I'm thankful my sister only likes to make funny faces at my fish xD; She used to like having these battles with Shota where she would puff up her cheeks and Shota would flare at her XD


----------



## dramaqueen (Jul 7, 2008)

Don't get me started on how parents are raising their kids these days!! lol


----------



## AngelicScars (May 5, 2009)

Oh geez yeah, kids these days. I've seen some bad parenting. I'm glad we can at least raise two decent boys!


----------



## dr2b (May 31, 2009)

Oh goodness...I used to work at Hallmark. And the parents would let their kids run around breaking the merchandise. All they would ever do is say "Stop that," or "Leave that alone." But they would never shown any seriousness about it. Then, they got mad if the manager said "if they tear the tag off on more item, you are buying it" and would never come back. I always say when I have children of my own one day - they will NOT act like little monsters like they do today.

Sorry I get started very easily on kids and how they act today in public. My mother taught me at an early age to not act like they do today. I acted out in church once and after I got spanked - it never happened again lol.


----------



## Jynx (Jul 25, 2009)

My boy is really energetic and gets out of hand in public sometimes- but he doesn't usually pick things up or break anything. He doesn't go into stores expecting people to buy him a bunch of stuff. Usually the problem is that he starts dancing or jumping around and gets in peoples way and maybe says hi to everyone he sees. But he's very nice to animals since we had 3 cats when he was born and taught him not to poke or hit them. He knocked over Lulus bowl once when I was in the shower but she was okay and when he saw the mess he made he never tried that again. He'll be 4 next month.


----------



## dramaqueen (Jul 7, 2008)

I had a 2 year old throw a bar of soap at me once and it hit me square in the face! I told him that wasn't a very nice thing to do and his grandmother got very angry with me for saying something. But how are they supposed to know something is wrong unless you tell them?


----------



## Bettabubble3 (Aug 17, 2009)

> I had a 2 year old throw a bar of soap at me once and it hit me square in the face! I told him that wasn't a very nice thing to do and his grandmother got very angry with me for saying something. But how are they supposed to know something is wrong unless you tell them?


Wow that was very mean of them. i would of said well your not doing anything about it. So i will


----------



## Kim (Apr 30, 2008)

Don't even get me started on my cousin! She lets her little monster kid do anything that he wants and I mean ANYTHING! It makes me sooo mad that I won't even go into details, but I find it sickening that so many kids are totally out of control.

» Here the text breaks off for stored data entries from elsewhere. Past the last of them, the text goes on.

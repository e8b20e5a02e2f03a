use clap::{Arg, ArgMatches, Command, builder::ValueParser};

use crate::cli::telemetry::LogFormat;

pub const ARG_VERBOSITY: &str = "verbosity";
pub const ARG_LOG_FORMAT: &str = "log-format";

#[must_use]
pub fn validator_log_level() -> ValueParser {
    ValueParser::from(move |level: &str| -> std::result::Result<u8, String> {
        if let Ok(parsed) = level.parse::<u8>()
            && parsed <= 5
        {
            return Ok(parsed);
        }

        match level.to_lowercase().as_str() {
            "error" => Ok(0),
            "warn" => Ok(1),
            "info" => Ok(2),
            "debug" => Ok(3),
            "trace" => Ok(4),
            _ => Err("invalid log level".to_string()),
        }
    })
}

#[must_use]
pub fn with_args(command: Command) -> Command {
    command
        .arg(
            Arg::new(ARG_VERBOSITY)
                .short('v')
                .long("verbose")
                .help("Verbosity level: ERROR, WARN, INFO, DEBUG, TRACE (default: ERROR)")
                .env("WARDEN_LOG_LEVEL")
                .global(true)
                .action(clap::ArgAction::Count)
                .value_parser(validator_log_level()),
        )
        .arg(
            Arg::new(ARG_LOG_FORMAT)
                .long(ARG_LOG_FORMAT)
                .help("Log line format")
                .env("WARDEN_LOG_FORMAT")
                .global(true)
                .value_parser(["pretty", "json"])
                .default_value("pretty"),
        )
}

#[must_use]
pub fn log_format(matches: &ArgMatches) -> LogFormat {
    match matches.get_one::<String>(ARG_LOG_FORMAT).map(String::as_str) {
        Some("json") => LogFormat::Json,
        _ => LogFormat::Pretty,
    }
}
//! Operational policy document and its live, process-wide snapshot.
//!
//! Flow Overview:
//! 1) At startup [`ConfigSync::bootstrap`] fetches the document once; failure aborts startup.
//! 2) [`ConfigSync::run`] watches the store and publishes every decoded revision.
//! 3) Request handlers call [`Snapshot::current`] once and use that `Arc` to the end.
//!
//! The field names and units match the stored JSON document: durations are integer
//! nanoseconds.

mod address;
mod store;
mod sync;

pub use address::AddressList;
pub use store::{ConfigStore, MemoryConfigStore, Revision, RevisionStream};
pub use sync::{ConfigSync, Snapshot};

use secrecy::SecretString;
use serde::{Deserialize, Deserializer};
use std::time::Duration;

use crate::auth::password::PasswordStrategy;

const DEFAULT_LOGIN_TTL: Duration = Duration::from_secs(15 * 60);
const DEFAULT_LOGIN_FAILURES: i64 = 5;
const DEFAULT_IP_LOGIN_FAILURES: i64 = 10;
const DEFAULT_PWD_TTL: Duration = Duration::from_secs(365 * 24 * 60 * 60);
const DEFAULT_SESSION_TTL: Duration = Duration::from_secs(60 * 60);

#[derive(Debug, thiserror::Error)]
pub enum SettingsError {
    #[error("invalid settings document: {0}")]
    Decode(#[from] serde_json::Error),
    #[error("invalid settings value: {0}")]
    Invalid(&'static str),
}

/// The policy document. Never mutated after it has been decoded.
#[derive(Debug, Deserialize)]
#[serde(default)]
pub struct Settings {
    /// Lockout window: failures accumulate and lockouts last this long.
    #[serde(deserialize_with = "nanos")]
    pub login_ttl: Duration,
    /// Failures per account within the window before the account is locked.
    pub login_failures: i64,
    /// Failures per source address within the window before the address is locked.
    pub ip_login_failures: i64,
    /// Addresses exempt from address lockout.
    pub ip_whitelist: AddressList,
    /// Addresses that are always refused. Wins over `ip_whitelist`.
    pub ip_blacklist: AddressList,
    pub pwd_strategy: PasswordStrategy,
    /// Password lifetime; zero means passwords never expire.
    #[serde(deserialize_with = "nanos")]
    pub pwd_ttl: Duration,
    #[serde(deserialize_with = "nanos")]
    pub session_ttl: Duration,
    #[serde(flatten)]
    pub integrations: Integrations,
}

impl Default for Settings {
    fn default() -> Self {
        Self {
            login_ttl: DEFAULT_LOGIN_TTL,
            login_failures: DEFAULT_LOGIN_FAILURES,
            ip_login_failures: DEFAULT_IP_LOGIN_FAILURES,
            ip_whitelist: AddressList::default(),
            ip_blacklist: AddressList::default(),
            pwd_strategy: PasswordStrategy::default(),
            pwd_ttl: DEFAULT_PWD_TTL,
            session_ttl: DEFAULT_SESSION_TTL,
            integrations: Integrations::default(),
        }
    }
}

impl Settings {
    /// Decode and validate a stored document.
    ///
    /// # Errors
    /// Returns an error if the payload is not a valid document or a policy value is
    /// out of range.
    pub fn from_slice(payload: &[u8]) -> Result<Self, SettingsError> {
        let settings: Self = serde_json::from_slice(payload)?;
        settings.validate()?;
        Ok(settings)
    }

    fn validate(&self) -> Result<(), SettingsError> {
        if self.login_ttl.is_zero() {
            return Err(SettingsError::Invalid("login_ttl must be positive"));
        }
        if self.login_failures < 1 {
            return Err(SettingsError::Invalid("login_failures must be at least 1"));
        }
        if self.ip_login_failures < 1 {
            return Err(SettingsError::Invalid("ip_login_failures must be at least 1"));
        }
        if self.session_ttl.is_zero() {
            return Err(SettingsError::Invalid("session_ttl must be positive"));
        }
        Ok(())
    }
}

/// Third-party integration parameters. Carried through untouched; secrets never
/// show up in `Debug` output.
#[derive(Debug, Default, Deserialize)]
#[serde(default)]
pub struct Integrations {
    pub cloud: Option<String>,
    pub tencent_secret_id: Option<String>,
    #[serde(deserialize_with = "secret")]
    pub tencent_secret_key: Option<SecretString>,
    pub tencent_cos_bucket: Option<String>,
    pub tencent_cos_region: Option<String>,
    pub tencent_cos_expired: Option<i64>,
    pub tencent_cos_limit: Option<i64>,
    pub office: Option<String>,
    pub feishu_app_id: Option<String>,
    #[serde(deserialize_with = "secret")]
    pub feishu_app_secret: Option<SecretString>,
    #[serde(deserialize_with = "secret")]
    pub feishu_encrypt_key: Option<SecretString>,
    #[serde(deserialize_with = "secret")]
    pub feishu_verification_token: Option<SecretString>,
    pub redirect_url: Option<String>,
    pub email_host: Option<String>,
    pub email_port: Option<String>,
    pub email_username: Option<String>,
    #[serde(deserialize_with = "secret")]
    pub email_password: Option<SecretString>,
    pub openapi_url: Option<String>,
    pub openapi_key: Option<String>,
    #[serde(deserialize_with = "secret")]
    pub openapi_secret: Option<SecretString>,
}

fn nanos<'de, D>(deserializer: D) -> Result<Duration, D::Error>
where
    D: Deserializer<'de>,
{
    u64::deserialize(deserializer).map(Duration::from_nanos)
}

fn secret<'de, D>(deserializer: D) -> Result<Option<SecretString>, D::Error>
where
    D: Deserializer<'de>,
{
    Ok(Option::<String>::deserialize(deserializer)?
        .filter(|value| !value.is_empty())
        .map(SecretString::from))
}

#[cfg(test)]
mod tests {
    use super::*;
    use secrecy::ExposeSecret;
    use serde_json::json;

    const MINUTE_NANOS: u64 = 60 * 1_000_000_000;

    #[test]
    fn empty_document_uses_defaults() {
        let settings = Settings::from_slice(b"{}");
        assert!(settings.is_ok());
        if let Ok(settings) = settings {
            assert_eq!(settings.login_ttl, DEFAULT_LOGIN_TTL);
            assert_eq!(settings.login_failures, 5);
            assert_eq!(settings.ip_login_failures, 10);
            assert!(settings.ip_whitelist.is_empty());
            assert_eq!(settings.pwd_strategy, PasswordStrategy::MixedCase);
        }
    }

    #[test]
    fn decodes_stored_document() {
        let payload = json!({
            "login_ttl": 15 * MINUTE_NANOS,
            "login_failures": 3,
            "ip_login_failures": 20,
            "ip_whitelist": ["127.0.0.1"],
            "ip_blacklist": null,
            "pwd_strategy": 3,
            "pwd_ttl": 0,
            "cloud": "tencent",
            "tencent_secret_key": "s3cr3t",
            "unrelated_field": true
        });
        let settings = Settings::from_slice(payload.to_string().as_bytes());
        assert!(settings.is_ok());
        if let Ok(settings) = settings {
            assert_eq!(settings.login_ttl, Duration::from_secs(15 * 60));
            assert_eq!(settings.login_failures, 3);
            assert_eq!(settings.ip_login_failures, 20);
            assert!(settings.ip_whitelist.contains("127.0.0.1"));
            assert!(settings.ip_blacklist.is_empty());
            assert_eq!(settings.pwd_strategy, PasswordStrategy::Full);
            assert!(settings.pwd_ttl.is_zero());
            assert_eq!(settings.integrations.cloud.as_deref(), Some("tencent"));
            assert_eq!(
                settings
                    .integrations
                    .tencent_secret_key
                    .as_ref()
                    .map(|secret| secret.expose_secret().to_string()),
                Some("s3cr3t".to_string())
            );
        }
    }

    #[test]
    fn debug_output_redacts_secrets() {
        let payload = json!({ "email_password": "hunter2" });
        let settings = Settings::from_slice(payload.to_string().as_bytes());
        assert!(settings.is_ok());
        if let Ok(settings) = settings {
            assert!(!format!("{settings:?}").contains("hunter2"));
        }
    }

    #[test]
    fn rejects_out_of_range_policy() {
        for payload in [
            json!({ "login_ttl": 0 }),
            json!({ "login_failures": 0 }),
            json!({ "ip_login_failures": -1 }),
            json!({ "pwd_strategy": 7 }),
            json!({ "login_ttl": "15m" }),
        ] {
            assert!(
                Settings::from_slice(payload.to_string().as_bytes()).is_err(),
                "accepted {payload}"
            );
        }
    }
}
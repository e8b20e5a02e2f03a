use anyhow::Result;
use rand::{Rng, SeedableRng, rngs::StdRng};
use tokio::{
    sync::mpsc,
    time::{Duration, sleep},
};
use tracing::{debug, error, instrument, warn};

use crate::cli::globals::GlobalArgs;

const RENEW_ATTEMPTS: u32 = 3;
const MIN_RENEW_INTERVAL: Duration = Duration::from_secs(1);

/// `factor` percent of the lease, never less than [`MIN_RENEW_INTERVAL`].
fn renew_interval(lease_seconds: u64, factor: u64) -> Duration {
    Duration::from_secs(lease_seconds.saturating_mul(factor) / 100).max(MIN_RENEW_INTERVAL)
}

/// Keep the Vault token alive.
///
/// Renews at 70-90% of each lease. After three failed attempts in a row a message is
/// sent on `tx` and the task ends; the server treats that as a shutdown request.
///
/// # Errors
/// Returns an error if the renewal task cannot be set up.
#[instrument(skip(globals, tx))]
pub async fn try_renew(globals: &GlobalArgs, tx: mpsc::UnboundedSender<()>) -> Result<()> {
    tokio::spawn({
        let mut rng = StdRng::from_entropy();
        let mut jittered_lease_duration: Duration = Duration::default();

        let url = globals.vault_url.clone();
        let token = globals.vault_token.clone();

        async move {
            loop {
                for attempt in 1..=RENEW_ATTEMPTS {
                    let backoff_time = 2u64.pow(attempt - 1);

                    if attempt > 1 {
                        warn!("Backing off for {} seconds", backoff_time);
                        sleep(Duration::from_secs(backoff_time)).await;
                    }

                    match super::renew_token(&url, &token).await {
                        Ok(lease_duration) => {
                            jittered_lease_duration =
                                renew_interval(lease_duration, rng.gen_range(70..90));

                            break;
                        }

                        Err(e) => {
                            error!("Failed to renew token: {}", e);

                            if attempt == RENEW_ATTEMPTS {
                                error!(
                                    "Failed to renew token after {RENEW_ATTEMPTS} attempts: {}",
                                    e
                                );
                                let _ = tx.send(());
                                return;
                            }
                        }
                    }
                }

                debug!(
                    "Will renew token in {} seconds",
                    jittered_lease_duration.as_secs()
                );

                sleep(jittered_lease_duration).await;
            }
        }
    });

    Ok(())
}

#[cfg(test)]
mod tests {
    use super::*;

    #[test]
    fn renew_interval_is_a_fraction_of_the_lease() {
        assert_eq!(renew_interval(3600, 80), Duration::from_secs(2880));
        assert_eq!(renew_interval(10, 70), Duration::from_secs(7));
    }

    #[test]
    fn renew_interval_has_a_floor() {
        assert_eq!(renew_interval(0, 85), MIN_RENEW_INTERVAL);
        assert_eq!(renew_interval(1, 70), MIN_RENEW_INTERVAL);
        assert_eq!(renew_interval(u64::MAX, 89), Duration::from_secs(u64::MAX / 100));
    }
}
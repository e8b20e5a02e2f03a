//! Session authentication and login-failure lockout.
//!
//! Flow Overview:
//! 1) `POST /login` runs [`AuthState::login`]: lockout pre-check, password check,
//!    lockout bookkeeping, then a signed token plus a server-side session record.
//! 2) Guarded routes go through [`guard::require_session`], which verifies the token
//!    and the session record and attaches [`Claims`].
//! 3) Refresh codes and logout operate on the same session record, so a revoked token
//!    stops verifying before its signature expires.

pub mod audit;
pub mod claims;
pub mod credentials;
mod error;
pub mod guard;
pub mod lockout;
mod login;
pub mod password;
pub mod session;
mod state;

pub use audit::{AuditAction, AuditEvent, AuditSink, ChannelAuditSink, NoopAuditSink};
pub use claims::{Claims, ClaimsCodec, JwtCodec};
pub use credentials::{CredentialVerifier, MemoryCredentials, PgCredentials};
pub use error::{AuthError, ErrorBody};
pub use lockout::{Attempt, KeyKind, Lockout};
pub use session::{IssuedToken, Sessions};
pub use state::{AuthBackends, AuthConfig, AuthState};
use crate::GIT_COMMIT_HASH;
use axum::{
    body::Body,
    extract::Extension,
    http::{HeaderMap, HeaderValue, Method, StatusCode},
    response::{IntoResponse, Json},
};
use serde::{Deserialize, Serialize};
use sqlx::{Connection, PgPool};
use tracing::{Instrument, debug, error, info_span};
use utoipa::ToSchema;

#[derive(ToSchema, Serialize, Deserialize, Debug)]
pub struct Health {
    commit: String,
    name: String,
    version: String,
    database: String,
}

#[derive(Debug, PartialEq, Eq)]
enum DatabaseStatus {
    Ok,
    Error,
    /// No pool mounted (in-memory stores).
    Disabled,
}

impl DatabaseStatus {
    const fn as_str(&self) -> &'static str {
        match self {
            Self::Ok => "ok",
            Self::Error => "error",
            Self::Disabled => "disabled",
        }
    }
}

async fn database_status(pool: Option<&PgPool>) -> DatabaseStatus {
    let Some(pool) = pool else {
        return DatabaseStatus::Disabled;
    };

    let acquire_span = info_span!(
        "db.acquire",
        db.system = "postgresql",
        db.operation = "ACQUIRE"
    );
    match pool.acquire().instrument(acquire_span).await {
        Ok(mut conn) => {
            let ping_span = info_span!("db.ping", db.system = "postgresql", db.operation = "PING");
            match conn.ping().instrument(ping_span).await {
                Ok(()) => DatabaseStatus::Ok,
                Err(error) => {
                    error!("Failed to ping database: {}", error);
                    DatabaseStatus::Error
                }
            }
        }
        Err(error) => {
            error!("Failed to acquire database connection: {}", error);
            DatabaseStatus::Error
        }
    }
}

#[utoipa::path(
    get,
    path = "/health",
    responses (
        (status = 200, description = "Service is healthy", body = Health),
        (status = 503, description = "Database is unreachable", body = Health)
    ),
    tag = "health"
)]
// axum handler for health
pub async fn health(method: Method, pool: Option<Extension<PgPool>>) -> impl IntoResponse {
    let status = database_status(pool.as_ref().map(|Extension(pool)| pool)).await;

    let health = Health {
        commit: GIT_COMMIT_HASH.to_string(),
        name: env!("CARGO_PKG_NAME").to_string(),
        version: env!("CARGO_PKG_VERSION").to_string(),
        database: status.as_str().to_string(),
    };

    let body = if method == Method::GET {
        Json(&health).into_response()
    } else {
        Body::empty().into_response()
    };

    let short_hash = health.commit.get(0..7).unwrap_or("");

    let mut headers = HeaderMap::new();
    match format!("{}:{}:{}", health.name, health.version, short_hash).parse::<HeaderValue>() {
        Ok(value) => {
            debug!("X-App header: {:?}", value);
            headers.insert("X-App", value);
        }
        Err(err) => error!("Failed to parse X-App header: {}", err),
    }

    if status == DatabaseStatus::Error {
        (StatusCode::SERVICE_UNAVAILABLE, headers, body)
    } else {
        (StatusCode::OK, headers, body)
    }
}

The absolute WORST thing that I can't stand though is when people retaliate against other people by harming innocent animals. Not only does it not make sense (it's like saying that I should yell at my mother when I'm mad at my brother) but it is totally unethical to harm something that can't defend itself and did nothing wrong. One time my brother made a remark like that and I went off on him so bad that he learned real fast..even just saying that makes me furious. Maybe people need to spank children more these days.... My brother is an animal lover now though


----------



## neenjar (Jun 19, 2009)

My wife works for the state. She is a family's last hope to keep their children before the state takes them away. Some of the stories she tells me make me wonder about the future of humanity.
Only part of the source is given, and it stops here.